(Data to examine Opens)

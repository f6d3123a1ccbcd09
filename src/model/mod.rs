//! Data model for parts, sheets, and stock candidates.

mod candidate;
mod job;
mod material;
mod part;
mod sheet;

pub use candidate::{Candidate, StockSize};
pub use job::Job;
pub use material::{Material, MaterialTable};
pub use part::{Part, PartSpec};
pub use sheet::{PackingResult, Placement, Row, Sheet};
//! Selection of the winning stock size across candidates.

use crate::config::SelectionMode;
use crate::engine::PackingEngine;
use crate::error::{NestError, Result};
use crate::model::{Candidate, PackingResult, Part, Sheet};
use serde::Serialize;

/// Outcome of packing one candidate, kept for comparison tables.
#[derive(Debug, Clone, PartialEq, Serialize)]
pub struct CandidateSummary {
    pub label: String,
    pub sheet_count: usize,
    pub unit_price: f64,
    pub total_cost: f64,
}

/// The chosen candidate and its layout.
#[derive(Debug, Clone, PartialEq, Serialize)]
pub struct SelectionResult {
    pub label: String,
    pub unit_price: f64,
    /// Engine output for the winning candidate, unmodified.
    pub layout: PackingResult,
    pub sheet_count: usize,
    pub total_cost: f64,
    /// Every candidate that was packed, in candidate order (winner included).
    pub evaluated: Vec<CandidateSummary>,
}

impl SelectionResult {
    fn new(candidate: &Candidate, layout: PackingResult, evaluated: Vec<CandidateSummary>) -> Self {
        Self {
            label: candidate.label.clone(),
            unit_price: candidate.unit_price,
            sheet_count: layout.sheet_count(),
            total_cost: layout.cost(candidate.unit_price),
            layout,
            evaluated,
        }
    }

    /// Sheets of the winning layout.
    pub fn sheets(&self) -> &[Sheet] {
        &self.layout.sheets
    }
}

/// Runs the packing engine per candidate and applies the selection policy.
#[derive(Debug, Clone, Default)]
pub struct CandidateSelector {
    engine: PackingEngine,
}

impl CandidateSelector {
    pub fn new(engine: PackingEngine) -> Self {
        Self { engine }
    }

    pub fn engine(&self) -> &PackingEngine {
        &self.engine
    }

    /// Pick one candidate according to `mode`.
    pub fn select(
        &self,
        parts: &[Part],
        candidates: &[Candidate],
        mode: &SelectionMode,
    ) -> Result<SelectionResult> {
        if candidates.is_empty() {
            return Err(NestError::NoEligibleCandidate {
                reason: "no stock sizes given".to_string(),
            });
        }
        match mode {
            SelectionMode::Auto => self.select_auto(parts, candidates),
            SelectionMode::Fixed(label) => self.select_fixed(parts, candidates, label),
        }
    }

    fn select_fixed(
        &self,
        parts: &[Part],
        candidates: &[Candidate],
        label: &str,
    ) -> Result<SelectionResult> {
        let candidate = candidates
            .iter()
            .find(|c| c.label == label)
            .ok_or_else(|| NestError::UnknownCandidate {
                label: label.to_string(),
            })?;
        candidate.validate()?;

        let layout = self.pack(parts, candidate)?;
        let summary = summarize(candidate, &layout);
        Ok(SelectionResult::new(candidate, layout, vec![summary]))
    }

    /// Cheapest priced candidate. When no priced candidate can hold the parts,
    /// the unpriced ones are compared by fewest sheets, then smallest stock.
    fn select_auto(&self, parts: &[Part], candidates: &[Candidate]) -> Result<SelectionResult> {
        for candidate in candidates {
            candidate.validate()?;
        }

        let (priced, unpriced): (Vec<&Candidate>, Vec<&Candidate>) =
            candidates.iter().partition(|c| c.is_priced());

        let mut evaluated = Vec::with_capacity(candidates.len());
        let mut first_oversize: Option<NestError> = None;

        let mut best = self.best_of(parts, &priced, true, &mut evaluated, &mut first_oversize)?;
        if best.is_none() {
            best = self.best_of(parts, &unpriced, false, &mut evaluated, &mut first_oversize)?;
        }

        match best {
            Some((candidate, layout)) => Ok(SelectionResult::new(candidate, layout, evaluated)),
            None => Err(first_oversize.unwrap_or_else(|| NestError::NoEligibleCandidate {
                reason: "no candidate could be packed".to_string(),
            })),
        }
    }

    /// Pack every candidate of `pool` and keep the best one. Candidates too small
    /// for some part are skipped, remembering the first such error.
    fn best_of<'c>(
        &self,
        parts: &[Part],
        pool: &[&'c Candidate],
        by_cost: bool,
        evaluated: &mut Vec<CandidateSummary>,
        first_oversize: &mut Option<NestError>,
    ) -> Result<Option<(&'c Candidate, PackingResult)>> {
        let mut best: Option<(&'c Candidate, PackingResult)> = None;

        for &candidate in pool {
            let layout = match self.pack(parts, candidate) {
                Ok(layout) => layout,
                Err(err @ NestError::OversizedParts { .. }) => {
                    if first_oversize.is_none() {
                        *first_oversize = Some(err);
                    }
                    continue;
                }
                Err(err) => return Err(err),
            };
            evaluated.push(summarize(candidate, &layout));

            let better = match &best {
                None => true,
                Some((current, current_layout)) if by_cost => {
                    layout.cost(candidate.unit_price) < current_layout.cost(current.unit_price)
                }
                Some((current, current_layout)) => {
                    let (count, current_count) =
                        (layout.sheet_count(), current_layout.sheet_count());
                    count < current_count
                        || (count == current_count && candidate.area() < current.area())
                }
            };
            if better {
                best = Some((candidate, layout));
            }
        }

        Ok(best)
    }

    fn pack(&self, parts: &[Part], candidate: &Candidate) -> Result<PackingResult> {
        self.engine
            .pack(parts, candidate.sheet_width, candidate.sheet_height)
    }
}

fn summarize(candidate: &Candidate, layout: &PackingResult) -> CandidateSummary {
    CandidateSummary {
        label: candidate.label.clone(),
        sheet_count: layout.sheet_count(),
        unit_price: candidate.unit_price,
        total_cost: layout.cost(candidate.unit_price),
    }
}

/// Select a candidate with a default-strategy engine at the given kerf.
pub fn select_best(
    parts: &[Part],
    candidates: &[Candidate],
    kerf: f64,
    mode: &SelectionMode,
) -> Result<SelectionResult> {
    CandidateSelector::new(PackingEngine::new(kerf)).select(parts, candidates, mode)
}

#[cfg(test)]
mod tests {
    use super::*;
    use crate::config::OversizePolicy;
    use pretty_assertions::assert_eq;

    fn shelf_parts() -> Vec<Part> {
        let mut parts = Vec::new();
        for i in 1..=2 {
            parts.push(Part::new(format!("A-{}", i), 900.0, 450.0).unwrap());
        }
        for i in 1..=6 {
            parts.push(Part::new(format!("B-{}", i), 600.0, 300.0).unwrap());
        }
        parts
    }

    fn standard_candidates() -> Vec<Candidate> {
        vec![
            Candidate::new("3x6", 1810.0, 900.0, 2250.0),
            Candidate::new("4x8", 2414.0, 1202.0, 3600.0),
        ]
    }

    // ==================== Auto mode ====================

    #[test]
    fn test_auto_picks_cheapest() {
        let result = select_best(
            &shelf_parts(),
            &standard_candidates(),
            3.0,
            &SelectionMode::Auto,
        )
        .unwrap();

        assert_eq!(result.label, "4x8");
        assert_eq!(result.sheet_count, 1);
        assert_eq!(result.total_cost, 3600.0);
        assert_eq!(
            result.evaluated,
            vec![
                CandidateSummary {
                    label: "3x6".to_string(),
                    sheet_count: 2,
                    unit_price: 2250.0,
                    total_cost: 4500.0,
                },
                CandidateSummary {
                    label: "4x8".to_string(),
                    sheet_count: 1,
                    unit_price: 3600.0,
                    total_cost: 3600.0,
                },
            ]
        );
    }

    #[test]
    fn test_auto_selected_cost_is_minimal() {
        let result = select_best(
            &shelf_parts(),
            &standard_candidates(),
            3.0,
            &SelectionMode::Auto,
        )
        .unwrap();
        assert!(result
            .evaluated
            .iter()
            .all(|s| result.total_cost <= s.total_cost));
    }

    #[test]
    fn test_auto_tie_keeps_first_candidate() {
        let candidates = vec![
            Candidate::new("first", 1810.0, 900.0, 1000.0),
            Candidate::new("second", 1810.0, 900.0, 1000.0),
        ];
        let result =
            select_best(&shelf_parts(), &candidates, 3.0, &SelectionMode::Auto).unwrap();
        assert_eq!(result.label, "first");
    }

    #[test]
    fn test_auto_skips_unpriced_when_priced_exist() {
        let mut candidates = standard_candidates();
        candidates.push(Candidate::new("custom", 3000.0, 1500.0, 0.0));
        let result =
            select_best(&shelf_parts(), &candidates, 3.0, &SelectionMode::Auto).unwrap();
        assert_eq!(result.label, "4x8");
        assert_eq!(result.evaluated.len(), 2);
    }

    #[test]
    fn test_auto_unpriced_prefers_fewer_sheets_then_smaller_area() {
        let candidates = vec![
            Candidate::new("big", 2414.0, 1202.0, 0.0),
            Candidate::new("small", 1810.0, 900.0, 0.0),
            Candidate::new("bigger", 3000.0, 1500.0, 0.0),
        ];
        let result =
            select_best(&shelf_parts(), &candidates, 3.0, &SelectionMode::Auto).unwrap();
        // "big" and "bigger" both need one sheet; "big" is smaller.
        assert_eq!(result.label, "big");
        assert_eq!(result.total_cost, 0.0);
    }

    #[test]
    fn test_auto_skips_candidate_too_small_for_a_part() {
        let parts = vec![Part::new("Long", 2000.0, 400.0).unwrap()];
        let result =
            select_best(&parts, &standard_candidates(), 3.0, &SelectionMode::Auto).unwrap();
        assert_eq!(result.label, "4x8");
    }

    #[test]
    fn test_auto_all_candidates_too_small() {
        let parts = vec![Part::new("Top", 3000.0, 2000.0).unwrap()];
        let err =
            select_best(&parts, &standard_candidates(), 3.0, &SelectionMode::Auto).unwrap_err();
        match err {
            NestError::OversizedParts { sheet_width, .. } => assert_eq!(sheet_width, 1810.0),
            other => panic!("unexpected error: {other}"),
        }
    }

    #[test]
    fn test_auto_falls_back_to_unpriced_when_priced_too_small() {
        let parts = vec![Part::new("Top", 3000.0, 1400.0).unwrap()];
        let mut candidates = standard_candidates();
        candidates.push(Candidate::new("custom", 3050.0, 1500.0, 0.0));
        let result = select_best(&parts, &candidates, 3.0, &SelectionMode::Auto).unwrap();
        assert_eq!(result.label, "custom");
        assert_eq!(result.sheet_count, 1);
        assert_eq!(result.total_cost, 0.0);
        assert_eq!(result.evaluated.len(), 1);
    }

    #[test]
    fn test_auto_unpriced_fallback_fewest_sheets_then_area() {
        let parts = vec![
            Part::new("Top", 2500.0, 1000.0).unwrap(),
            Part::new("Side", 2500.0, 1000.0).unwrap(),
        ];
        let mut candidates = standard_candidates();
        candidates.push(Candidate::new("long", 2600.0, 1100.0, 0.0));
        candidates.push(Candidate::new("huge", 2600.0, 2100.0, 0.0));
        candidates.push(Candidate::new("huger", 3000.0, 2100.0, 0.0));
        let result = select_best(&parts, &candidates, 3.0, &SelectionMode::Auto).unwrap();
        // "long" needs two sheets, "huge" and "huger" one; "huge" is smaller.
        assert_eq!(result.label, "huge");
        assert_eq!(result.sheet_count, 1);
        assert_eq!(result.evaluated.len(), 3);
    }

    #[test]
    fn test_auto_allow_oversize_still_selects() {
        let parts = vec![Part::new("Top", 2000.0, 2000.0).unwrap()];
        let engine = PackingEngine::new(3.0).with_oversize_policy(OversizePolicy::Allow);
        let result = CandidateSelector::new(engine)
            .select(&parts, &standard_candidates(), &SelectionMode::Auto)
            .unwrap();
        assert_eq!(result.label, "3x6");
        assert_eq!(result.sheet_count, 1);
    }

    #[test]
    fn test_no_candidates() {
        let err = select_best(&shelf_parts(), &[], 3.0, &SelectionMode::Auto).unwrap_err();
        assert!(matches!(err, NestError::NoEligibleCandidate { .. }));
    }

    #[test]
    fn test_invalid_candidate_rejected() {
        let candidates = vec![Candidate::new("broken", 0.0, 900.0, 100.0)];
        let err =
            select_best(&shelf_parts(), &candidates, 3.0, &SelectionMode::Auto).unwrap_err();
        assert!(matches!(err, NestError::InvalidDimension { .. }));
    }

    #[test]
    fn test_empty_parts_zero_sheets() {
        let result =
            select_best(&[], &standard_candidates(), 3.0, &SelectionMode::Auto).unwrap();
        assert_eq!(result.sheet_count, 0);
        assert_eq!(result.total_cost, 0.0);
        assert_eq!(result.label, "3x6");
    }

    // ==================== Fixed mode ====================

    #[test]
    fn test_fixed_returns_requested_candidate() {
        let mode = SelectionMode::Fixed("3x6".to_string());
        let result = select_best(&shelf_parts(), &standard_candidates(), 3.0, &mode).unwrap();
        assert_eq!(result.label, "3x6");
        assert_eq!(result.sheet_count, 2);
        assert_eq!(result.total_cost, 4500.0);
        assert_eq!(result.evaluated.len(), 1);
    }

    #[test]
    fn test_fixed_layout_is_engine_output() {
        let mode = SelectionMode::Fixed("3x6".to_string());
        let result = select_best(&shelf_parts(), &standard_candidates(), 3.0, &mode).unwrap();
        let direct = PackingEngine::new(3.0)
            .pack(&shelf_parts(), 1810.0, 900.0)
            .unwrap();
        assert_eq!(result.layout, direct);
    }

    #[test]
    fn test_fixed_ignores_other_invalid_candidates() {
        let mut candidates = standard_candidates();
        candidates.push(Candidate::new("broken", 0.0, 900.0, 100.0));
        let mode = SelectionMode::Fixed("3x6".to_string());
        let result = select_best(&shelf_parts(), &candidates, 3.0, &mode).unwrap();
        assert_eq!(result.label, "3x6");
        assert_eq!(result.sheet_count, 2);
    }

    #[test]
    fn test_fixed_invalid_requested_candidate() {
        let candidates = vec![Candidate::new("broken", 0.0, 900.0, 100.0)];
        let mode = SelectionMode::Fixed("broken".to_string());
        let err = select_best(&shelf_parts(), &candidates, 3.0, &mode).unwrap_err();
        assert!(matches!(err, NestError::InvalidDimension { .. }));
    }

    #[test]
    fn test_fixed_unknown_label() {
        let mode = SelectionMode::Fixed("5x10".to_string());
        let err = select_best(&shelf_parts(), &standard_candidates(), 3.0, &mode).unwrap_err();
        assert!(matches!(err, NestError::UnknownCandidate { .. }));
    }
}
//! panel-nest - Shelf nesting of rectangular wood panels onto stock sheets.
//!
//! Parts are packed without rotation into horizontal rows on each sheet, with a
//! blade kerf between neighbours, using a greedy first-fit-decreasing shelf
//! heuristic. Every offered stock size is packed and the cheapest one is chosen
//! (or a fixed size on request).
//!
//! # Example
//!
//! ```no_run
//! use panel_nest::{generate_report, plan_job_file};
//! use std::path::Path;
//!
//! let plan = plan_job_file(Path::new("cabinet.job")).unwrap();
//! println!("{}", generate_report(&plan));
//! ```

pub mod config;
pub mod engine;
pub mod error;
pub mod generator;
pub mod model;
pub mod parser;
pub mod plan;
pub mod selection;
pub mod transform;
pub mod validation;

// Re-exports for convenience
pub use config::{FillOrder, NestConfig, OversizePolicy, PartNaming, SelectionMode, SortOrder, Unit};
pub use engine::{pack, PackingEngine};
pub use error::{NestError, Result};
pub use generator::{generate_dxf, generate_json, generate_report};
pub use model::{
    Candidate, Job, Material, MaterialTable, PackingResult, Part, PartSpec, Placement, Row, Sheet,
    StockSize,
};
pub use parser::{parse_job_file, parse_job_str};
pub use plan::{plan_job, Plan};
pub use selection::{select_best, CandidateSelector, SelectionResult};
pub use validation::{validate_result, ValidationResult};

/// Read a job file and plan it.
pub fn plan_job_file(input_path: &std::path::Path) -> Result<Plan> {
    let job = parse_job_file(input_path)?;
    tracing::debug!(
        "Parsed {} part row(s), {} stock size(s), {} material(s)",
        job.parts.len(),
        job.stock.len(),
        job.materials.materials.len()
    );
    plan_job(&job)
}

(Data to examine Closes)

### [Assigned task]
State the count of lines in the material above that include "CandidateSummary", with no other words.

### [Solution below]
8